Task statement:
Print out all of the data below, keeping it identical to the original.
☆ ☆ ☆ ☆
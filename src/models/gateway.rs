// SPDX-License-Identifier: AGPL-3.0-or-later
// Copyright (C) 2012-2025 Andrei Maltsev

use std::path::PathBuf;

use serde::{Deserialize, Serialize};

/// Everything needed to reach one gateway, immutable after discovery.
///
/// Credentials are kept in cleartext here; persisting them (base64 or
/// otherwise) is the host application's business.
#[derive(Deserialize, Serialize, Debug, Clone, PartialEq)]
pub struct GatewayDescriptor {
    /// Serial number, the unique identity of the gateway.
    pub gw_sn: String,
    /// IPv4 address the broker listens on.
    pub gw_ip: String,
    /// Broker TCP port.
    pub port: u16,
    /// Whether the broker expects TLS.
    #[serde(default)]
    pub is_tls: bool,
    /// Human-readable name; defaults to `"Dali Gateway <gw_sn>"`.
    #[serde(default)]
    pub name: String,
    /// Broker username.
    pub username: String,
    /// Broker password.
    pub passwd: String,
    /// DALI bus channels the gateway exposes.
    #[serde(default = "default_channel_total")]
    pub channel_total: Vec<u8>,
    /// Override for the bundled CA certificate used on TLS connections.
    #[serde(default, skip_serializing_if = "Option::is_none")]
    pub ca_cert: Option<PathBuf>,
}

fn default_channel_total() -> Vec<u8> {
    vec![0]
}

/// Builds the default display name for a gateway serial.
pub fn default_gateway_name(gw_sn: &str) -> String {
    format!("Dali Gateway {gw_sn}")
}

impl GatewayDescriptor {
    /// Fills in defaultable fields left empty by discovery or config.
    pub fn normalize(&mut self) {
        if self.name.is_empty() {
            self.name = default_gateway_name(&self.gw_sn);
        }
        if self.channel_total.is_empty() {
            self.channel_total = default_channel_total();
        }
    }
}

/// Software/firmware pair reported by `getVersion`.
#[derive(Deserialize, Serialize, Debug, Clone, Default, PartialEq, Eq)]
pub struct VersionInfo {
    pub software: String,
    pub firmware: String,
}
☆ ☆ ☆ ☆
Response to the exercise:
filename src/models/gateway.rs
// SPDX-License-Identifier: AGPL-3.0-or-later
// Copyright (C) 2012-2025 Andrei Maltsev

use std::path::PathBuf;

use serde::{Deserialize, Serialize};

/// Everything needed to reach one gateway, immutable after discovery.
///
/// Credentials are kept in cleartext here; persisting them (base64 or
/// otherwise) is the host application's business.
#[derive(Deserialize, Serialize, Debug, Clone, PartialEq)]
pub struct GatewayDescriptor {
    /// Serial number, the unique identity of the gateway.
    pub gw_sn: String,
    /// IPv4 address the broker listens on.
    pub gw_ip: String,
    /// Broker TCP port.
    pub port: u16,
    /// Whether the broker expects TLS.
    #[serde(default)]
    pub is_tls: bool,
    /// Human-readable name; defaults to `"Dali Gateway <gw_sn>"`.
    #[serde(default)]
    pub name: String,
    /// Broker username.
    pub username: String,
    /// Broker password.
    pub passwd: String,
    /// DALI bus channels the gateway exposes.
    #[serde(default = "default_channel_total")]
    pub channel_total: Vec<u8>,
    /// Override for the bundled CA certificate used on TLS connections.
    #[serde(default, skip_serializing_if = "Option::is_none")]
    pub ca_cert: Option<PathBuf>,
}

fn default_channel_total() -> Vec<u8> {
    vec![0]
}

/// Builds the default display name for a gateway serial.
pub fn default_gateway_name(gw_sn: &str) -> String {
    format!("Dali Gateway {gw_sn}")
}

impl GatewayDescriptor {
    /// Fills in defaultable fields left empty by discovery or config.
    pub fn normalize(&mut self) {
        if self.name.is_empty() {
            self.name = default_gateway_name(&self.gw_sn);
        }
        if self.channel_total.is_empty() {
            self.channel_total = default_channel_total();
        }
    }
}

/// Software/firmware pair reported by `getVersion`.
#[derive(Deserialize, Serialize, Debug, Clone, Default, PartialEq, Eq)]
pub struct VersionInfo {
    pub software: String,
    pub firmware: String,
}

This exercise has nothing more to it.